Hydrocarbons, C6-C7, n-alkanes, isoalkanes, cyclics, <5% n-hexane

Administrative data

Description of key information

Inhalation
NOAEC (systemic): 8117 mg/m³

Key value for chemical safety assessment

Additional information

Inhalation

Male rats were exposed to 305, 915 or 3050 ppm Cypar 7 (hydrocarbons, C6-C7, n-alkanes, isoalkanes, cyclics, <5% n-hexane) for 8 hours/day for 3 consecutive days and checked for health, viability and clinical signs (Lammers, 2001). One animal from the 305 ppm dose group kept its head bent with the left side directed towards the ground. At the high dose level, slightly decreased body weights were observed after the 3-day exposure period. In addition, body temperature was decreased in the high dosed animals after both the first and the third exposure. Under the test conditions, short-term high-level exposure to hydrocarbons, C6-C7, n-alkanes, isoalkanes, cyclics, <5% n-hexane did not induce effects related to general toxicity. The NOAEC was determined to be > 14000 mg/m3 corresponding to 3050 ppm.

Since only basic data were given in this study and the study was limited to 3 days, additional experimental data were used to evaluate repeated dose toxicity via inhalation.

There are reliable data available for the structurally related substance light alkylate naphtha distillate. Thus, read-across was conducted based on a structural analogue.

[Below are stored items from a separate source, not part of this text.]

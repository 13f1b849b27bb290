use thiserror::Error;

#[derive(Debug, Error)]
pub enum ServiceError {
    #[error("service '{0}' is not registered")]
    Unknown(String),

    #[error("upstream failure: {0}")]
    UpstreamFailure(String),

    #[error("authentication failed: {0}")]
    Auth(String),

    #[error(transparent)]
    Io(#[from] std::io::Error),
}

pub type ServiceResult<T> = Result<T, ServiceError>;
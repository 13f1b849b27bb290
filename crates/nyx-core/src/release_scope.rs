//! `ReleaseScope`: the per-run derivation of which commits and which
//! previous version bound this release (spec's data model §3).

use nyx_commit::{Commit, ParsedCommit};
use nyx_version::Version;
use serde::{Deserialize, Serialize};

#[derive(Debug, Clone, Default, Serialize, Deserialize)]
pub struct ReleaseScope {
    pub previous_version: Option<Version>,
    pub previous_version_commit: Option<String>,
    pub initial_commit: Option<String>,
    pub final_commit: Option<String>,
    pub commits: Vec<Commit>,
    pub significant_commits: Vec<ParsedCommit>,
}

impl ReleaseScope {
    #[must_use]
    pub fn significant(&self) -> bool {
        !self.significant_commits.is_empty()
    }
}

A 13-week inhalation toxicity study was conducted using wholly vaporized light alkylate naphtha distillate (LAND-2) generated in nitrogen (Schreiner et al., 1998). Male and female rats were exposed by inhalation in whole-body exposure cages 6 hours/day, 5 days/week for 13 weeks at analytical concentrations of 0, 668, 2220, and 6646 ppm. All animals survived the treatment period and were sacrificed according to study design at the end of week 13 or 18 (recovery group). No test-related observations were noted in the exposure chambers during any exposure period for any treatment groups or during non-exposure periods. From weekly clinical observations, the only apparent treatment-related finding was an increased incidence of red facial staining in both male and female rats in the high dose group. At week 13, there were statistically significant dose-related increases in absolute and relative kidney weights in males of all 3 treatment groups. The kidney weights of high-dose males remained elevated after the recovery period. These increases correlated with microscopic observations of hyaline droplet formation in the proximal convoluted tubules considered to contain an alpha2-microglobulin-hydrocarbon complex as well as an increase in incidence and severity of nephropathy and dilated tubules at the corticomedullary junction. These microscopic finding are characteristic of ‘light hydrocarbon nephropathy” also known as hyaline droplet nephropathy and are male rat specific. Therefore these effects are not considered to be relevant to humans. Statistically significant increases in absolute and relative liver weights were observed in high-dose male and female rats after week 13. Differences were not present after the recovery period and had no microscopic correlate. Thus, the NOAEC for systemic toxicity was 8117 mg/m³ corresponding to 2200 ppm.

Comparing both studies, the inhalation study of Schreiner et al. (1998) with light alkylate naphtha distillate revealed the more sensitive endpoint and was conducted for a longer and so more reliable exposure period. Therefore, the NOAEC of 8117 mg/m³ was taken forward to evaluate the risk potential of hydrocarbons, C6-C7, n-alkanes, isoalkanes, cyclics, <5% n-hexane.

Justification for classification or non-classification

The available data on the repeated dose toxicity of hydrocarbons, C6-C7, n-alkanes, isoalkanes, cyclics, <5% n-hexane and structurally related substances are conclusive but not sufficient for classification.